Bran continuait de galoper. Les
deux chevaliers restants surgirent du bord du vallon et s’élancèrent à sa
poursuite. « Gauche ! » répéta Iwan. Trait indistinct dans les
airs, le projectile souleva suffisamment le soldat de sa selle pour que sa
monture poursuive sa course sans lui.
Le seul chevalier survivant avait
dû voir les deux chevaux sans cavalier s’arrêter dans la pente, car il tenta
d’interrompre sa folle poursuite. Avec un cri de désarroi, il tira brusquement
sur ses rênes. Les sabots de sa monture glissèrent sur l’herbe haute, et
l’animal fit une embardée. Tout occupé à garder son équilibre, le soldat ne vit
même pas la flèche qui lui ôta la vie. Il s’écroula lourdement sur le sol et
demeura là, inerte.
« Prends leurs
chevaux ! » cria Bran à l’adresse d’Iwan tout en stoppant sa monture
éreintée. « Tuck ! Iwan ! Levez le camp. Neufmarché ne va pas
mettre longtemps à se rendre compte que ses chevaliers ne reviennent pas et à
envoyer des renforts. » Ses deux compagnons s’empressèrent d’aller
rassembler l’eau et les provisions.
« Laisse-moi
partir ! » hurla Mérian en lui lacérant les bras. Bran relâcha son
étreinte et laissa lourdement tomber la jeune femme au sol. Sa mante se releva
sur ses jambes nues. Elle avait déjà perdu ses chaussures dans l’échauffourée
qui avait eu lieu au campement du baron. « Tu l’as fait exprès !

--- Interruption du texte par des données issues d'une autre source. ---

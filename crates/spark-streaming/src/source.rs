//! # source 模块说明
//!
//! ## 角色定位（Why）
//! - [`ReadOnce`] 抽象“只能顺序读取一次”的数据源：网络连接、文件句柄、惰性迭代器；
//! - 提供者在前沿处以块为单位拉取数据，块类型由源自行决定，避免不必要的复制。
//!
//! ## 契约（What）
//! - `next_chunk(max)` 返回至多 `max` 个单元；`Ok(None)` 表示源已耗尽，之后不会再被调用；
//! - 返回空块等价于“暂无进展”，提供者会立即再次拉取；
//! - `ErrorKind::Interrupted` 会被重试，其余错误视为硬失败；
//! - `take_materialized` 返回 `Some` 表示源已把全部数据放在内存中，提供者将直接在该块上服务读取，
//!   不再调用 `next_chunk`。

use std::io::{self, Read};

use bytes::Bytes;

/// 可被缓冲的单元类型：字节或任意可克隆、可跨线程共享的对象。
pub trait StreamItem: Clone + Send + Sync + 'static {}

impl<T: Clone + Send + Sync + 'static> StreamItem for T {}

/// 单次读取的数据源。
///
/// # 教案式说明
/// - **意图 (Why)**：把传输层的各种“读一次”接口统一成块拉取模型，供提供者在单写者锁下调用；
/// - **契约 (What)**：实现只会被一个线程在同一时刻调用；返回的块会被复制进缓冲或直接保留；
/// - **风险 (Trade-offs)**：`size_hint` 仅作为首段尺寸与策略选择的参考，实际长度超出提示时
///   提供者仍然按常规路径增长，不会截断。
pub trait ReadOnce: Send + 'static {
    /// 单元类型；字节流为 `u8`。
    type Item: StreamItem;
    /// 一次拉取返回的块。
    type Chunk: AsRef<[Self::Item]> + Send + Sync + 'static;

    /// 拉取至多 `max_len` 个单元。
    fn next_chunk(&mut self, max_len: usize) -> io::Result<Option<Self::Chunk>>;

    /// 剩余单元数量的提示。
    fn size_hint(&self) -> Option<u64> {
        None
    }

    /// 若源已完全驻留内存，一次性交出全部数据。
    fn take_materialized(&mut self) -> Option<Self::Chunk> {
        None
    }
}

/// 把任意 [`Read`] 适配为字节源。
pub struct ReaderSource<R> {
    reader: R,
    size_hint: Option<u64>,
}

impl<R: Read + Send + 'static> ReaderSource<R> {
    pub fn new(reader: R) -> Self {
        Self {
            reader,
            size_hint: None,
        }
    }

    /// 附带长度提示，例如来自 `Content-Length`。
    pub fn with_size_hint(mut self, hint: u64) -> Self {
        self.size_hint = Some(hint);
        self
    }

    pub fn into_inner(self) -> R {
        self.reader
    }
}

impl<R: Read + Send + 'static> ReadOnce for ReaderSource<R> {
    type Item = u8;
    type Chunk = Bytes;

    fn next_chunk(&mut self, max_len: usize) -> io::Result<Option<Bytes>> {
        let mut buf = vec![0u8; max_len.max(1)];
        let read = self.reader.read(&mut buf)?;
        if read == 0 {
            return Ok(None);
        }
        buf.truncate(read);
        if let Some(hint) = self.size_hint.as_mut() {
            *hint = hint.saturating_sub(read as u64);
        }
        Ok(Some(Bytes::from(buf)))
    }

    fn size_hint(&self) -> Option<u64> {
        self.size_hint
    }
}

/// 已完全驻留内存的字节负载。
#[derive(Clone, Debug, Default)]
pub struct BytesSource {
    bytes: Bytes,
}

impl BytesSource {
    pub fn new(bytes: impl Into<Bytes>) -> Self {
        Self {
            bytes: bytes.into(),
        }
    }
}

impl ReadOnce for BytesSource {
    type Item = u8;
    type Chunk = Bytes;

    fn next_chunk(&mut self, max_len: usize) -> io::Result<Option<Bytes>> {
        if self.bytes.is_empty() {
            return Ok(None);
        }
        let take = max_len.max(1).min(self.bytes.len());
        Ok(Some(self.bytes.split_to(take)))
    }

    fn size_hint(&self) -> Option<u64> {
        Some(self.bytes.len() as u64)
    }

    fn take_materialized(&mut self) -> Option<Bytes> {
        Some(std::mem::take(&mut self.bytes))
    }
}

/// 把惰性迭代器适配为对象源。
pub struct IterSource<I> {
    iter: I,
}

impl<I> IterSource<I>
where
    I: Iterator + Send + 'static,
    I::Item: StreamItem,
{
    pub fn new(iter: I) -> Self {
        Self { iter }
    }
}

impl<I> ReadOnce for IterSource<I>
where
    I: Iterator + Send + 'static,
    I::Item: StreamItem,
{
    type Item = I::Item;
    type Chunk = Vec<I::Item>;

    fn next_chunk(&mut self, max_len: usize) -> io::Result<Option<Vec<I::Item>>> {
        let chunk: Vec<_> = self.iter.by_ref().take(max_len.max(1)).collect();
        Ok((!chunk.is_empty()).then_some(chunk))
    }

    fn size_hint(&self) -> Option<u64> {
        match self.iter.size_hint() {
            (lower, Some(upper)) if lower == upper => Some(lower as u64),
            _ => None,
        }
    }
}

/// 已完全驻留内存的对象集合。
pub struct VecSource<T> {
    items: std::vec::IntoIter<T>,
}

impl<T: StreamItem> VecSource<T> {
    pub fn new(items: Vec<T>) -> Self {
        Self {
            items: items.into_iter(),
        }
    }
}

impl<T: StreamItem> ReadOnce for VecSource<T> {
    type Item = T;
    type Chunk = Vec<T>;

    fn next_chunk(&mut self, max_len: usize) -> io::Result<Option<Vec<T>>> {
        let chunk: Vec<_> = self.items.by_ref().take(max_len.max(1)).collect();
        Ok((!chunk.is_empty()).then_some(chunk))
    }

    fn size_hint(&self) -> Option<u64> {
        Some(self.items.len() as u64)
    }

    fn take_materialized(&mut self) -> Option<Vec<T>> {
        Some(self.items.by_ref().collect())
    }
}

hurla-t-elle une fois sur ses pieds, tandis qu’elle rabattait sa cape. Blême de
rage, ses yeux sombres lançant des éclairs, elle commença à le rouer de coups
de poing. « Comment oses-tu ? Je ne suis pas un sac de grain qu’on
ramasse et qu’on met sur son épaule. J’exige…
— Assez ! la rembarra
Bran, qui saisit ses deux poignets d’une main forte.
— Ramène-moi là-bas
immédiatement.
— Pour que ton ami le baron
sépare ma tête de mes épaules ? Non, je crois que je préfère vivre encore
un peu.
— Mon père te fera subir le
même sort si tu ne me libères pas. Peu importent les ennuis que tu as, ça ne t’aidera
pas de me garder. Je suis sûre que tout peut se résoudre si nous…
— Mérian ! » La main
de Bran vint heurter lourdement la joue de la jeune femme. « As-tu la
moindre idée de ce qui vient de se passer ? » Il désigna les
chevaliers morts dans la pente de la colline. « Regarde bien, Mérian.
Qu’il n’y ait pas d’incompréhension. Le baron a l’intention de me tuer, et je
ne compte pas lui donner une nouvelle chance d’y parvenir.
— Tu m’as frappée !
rétorqua-t-elle d’un ton sinistre. Ne t’avise jamais de recommencer.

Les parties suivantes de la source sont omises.